Elektronische Einkommensteuererklärung | Korrektur bei schlichtem "Vergessen" (BFH)
Der BFH hat entschieden, dass das schlichte "Vergessen" des Übertrags selbst ermittelter Besteuerungsgrundlagen - im Urteilsfall ein Verlustbetrag - in die entsprechende Anlage zu einer elektronischen Einkommensteuererklärung nicht grundsätzlich als "grob fahrlässig" anzusehen ist. Danach könnten solche, die Steuerlast mindernden Tatsachen nach § 173 Abs. 1 Nr. 2 AO auch dann noch berücksichtigt werden, wenn sie dem Finanzamt erst nach Bestandskraft der Steuerveranlagung mitgeteilt werden (; veröffentlicht am ).

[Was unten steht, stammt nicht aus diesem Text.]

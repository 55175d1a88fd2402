//! End-of-block validator set selection.
//!
//! Ranks active validators by power, keeps the first `max_validator_count`,
//! deactivates the rest and diffs the result against the set committed at the
//! previous block.  The previous set lives under a single snapshot key that
//! only this module reads or writes.

use {
    crate::{
        config::StakingParams,
        error::StakingResult,
        keys::LAST_VALIDATOR_SET_KEY,
        registry::ValidatorRegistry,
        store::{get_object, set_object, KvStore},
        types::{BlockContext, InactiveReason, ValidatorUpdate},
    },
    log::*,
    solana_pubkey::Pubkey,
    std::collections::{BTreeMap, BTreeSet},
};

pub struct ValidatorSetSelector<'a> {
    store: &'a mut dyn KvStore,
    params: &'a StakingParams,
}

impl<'a> ValidatorSetSelector<'a> {
    pub fn new(store: &'a mut dyn KvStore, params: &'a StakingParams) -> Self {
        Self { store, params }
    }

    /// Set committed by the previous call to [`Self::select`], in rank order.
    pub fn last_validator_set(&self) -> StakingResult<Vec<ValidatorUpdate>> {
        Ok(get_object(&*self.store, LAST_VALIDATOR_SET_KEY)?.unwrap_or_default())
    }

    /// Select this block's set and return the updates for consensus.
    ///
    /// Updates list new or re-powered members in rank order, followed by
    /// zero-power removals in the previous set's order.  Active validators
    /// without power are neither selected nor evicted.
    pub fn select(&mut self, ctx: &BlockContext) -> StakingResult<Vec<ValidatorUpdate>> {
        let last_set = self.last_validator_set()?;
        let last_power: BTreeMap<Pubkey, u64> = last_set
            .iter()
            .map(|member| (member.address, member.power))
            .collect();
        let cap = usize::try_from(self.params.max_validator_count).unwrap_or(usize::MAX);

        let mut registry = ValidatorRegistry::new(self.store);
        let mut new_set = Vec::new();
        let mut updates = Vec::new();
        for (power, address) in registry.validators_by_power()? {
            if power == 0 {
                continue;
            }
            if new_set.len() >= cap {
                info!(
                    "validator {address} (power {power}) deactivated at height {}: \
                     exceeds max validator count {}",
                    ctx.height, self.params.max_validator_count
                );
                registry.set_validator_inactive(
                    &address,
                    ctx.height,
                    ctx.time,
                    InactiveReason::MaxValidatorCount,
                )?;
                continue;
            }
            let member = ValidatorUpdate { address, power };
            if last_power.get(&address) != Some(&power) {
                updates.push(member);
            }
            new_set.push(member);
        }

        let selected: BTreeSet<Pubkey> = new_set.iter().map(|member| member.address).collect();
        updates.extend(
            last_set
                .iter()
                .filter(|member| !selected.contains(&member.address))
                .map(|member| ValidatorUpdate {
                    address: member.address,
                    power: 0,
                }),
        );

        set_object(self.store, LAST_VALIDATOR_SET_KEY.to_vec(), &new_set)?;
        info!(
            "height {}: {} validators selected, {} updates",
            ctx.height,
            new_set.len(),
            updates.len()
        );
        Ok(updates)
    }
}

Hintergrund: Nach § 173 Abs. 1 Nr. 2 AO sind Steuerbescheide aufzuheben oder zu ändern, soweit Tatsachen oder Beweismittel nachträglich bekannt werden, die zu einer niedrigeren Steuer führen und den Steuerpflichtigen kein grobes Verschulden daran trifft, dass die Tatsachen oder Beweismittel erst nachträglich bekannt werden.
Sachverhalt: Der Kläger hatte im Jahr 2007 aus der Auflösung einer GmbH einen steuerlich berücksichtigungsfähigen Verlust erzielt, über den er seinen Steuerberater zutreffend informiert hatte. In den vom Berater gefertigten elektronischen Steuererklärungen fehlten jedoch Angaben zu diesem Verlust; denn obwohl der Berater den Verlustbetrag persönlich berechnet hatte, vergaß er, den ermittelten Betrag in das entsprechende Feld des EDV-Programms zu übertragen. Das Finanzamt, das somit von dem Verlust keine Kenntnis erlangte, veranlagte den Kläger erklärungsgemäß. Im Jahr 2011 beantragte der Kläger nachträglich, den Verlust noch zu berücksichtigen. Das Finanzamt lehnte dies ab. Auch wenn dem Kläger selbst im Streitfall kein schuldhaftes Handeln vorzuwerfen sei, so habe doch der steuerliche Berater des Klägers grob fahrlässig gehandelt, indem er den Übertrag des bereits berechneten Verlustbetrages in die entsprechende Anlage zur Einkommensteuererklärung schlicht "vergessen" habe.
Hierzu führte der BFH weiter aus:
Der Begriff des Verschuldens i.S. von § 173 Abs. 1 Nr. 2 AO ist bei elektronisch gefertigten Steuererklärungen in gleicher Weise auszulegen wie bei schriftlich gefertigten Erklärungen.
Allerdings sind Besonderheiten der elektronischen Steuererklärung hinsichtlich ihrer Übersichtlichkeit bei der notwendigen Beurteilung des "individuellen Verschuldens" des Steuerpflichtigen oder seines Beraters ebenso zu berücksichtigen wie der Umstand, dass am Computerbildschirm ein Überblick über die ausfüllbaren Felder der elektronischen Steuererklärung mitunter schwieriger zu erlangen ist, als in einer Steuererklärung in Papierform.
Gerade ein solches individuelles Fehlverhalten, für das das Finanzamt die Beweislast trägt, hat das Finanzgericht im Streitfall nicht festgestellt.
Die Nachlässigkeit, die im Streitfall dazu geführt hat, dass der Verlust erst nachträglich bekannt wurde, hat lediglich darin bestanden, dass der errechnete Verlustbetrag nicht in das elektronische Formular übertragen worden war. Darin liegt ein unbewusster, mechanischer Fehler, der jederzeit bei der Verwendung eines Steuerprogramms unterlaufen kann, welches den Finanzämtern die mechanische Erfassungsarbeit von Steuererklärungsdaten abnimmt.
Quellen: NWB Datenbank
Anmerkung: Bloße Übertragungs- oder Eingabefehler zählen nach Ansicht des BFH zu den Nachlässigkeiten, die üblicherweise vorkommen und mit denen immer gerechnet werden muss; sie seien jedenfalls dann nicht als grob fahrlässig zu werten, wenn sie selbst bei sorgfältiger Arbeit nicht zu vermeiden sind. Der BFH konnte im Streitfall mangels ausreichender Feststellungen der Vorinstanz aber nicht abschließend beurteilen, ob den steuerlichen Berater ein anderweitiges grobes Verschulden am nachträglichen Bekanntwerden trifft. Er hat den Rechtsstreit daher an das Finanzgericht zurückverwiesen.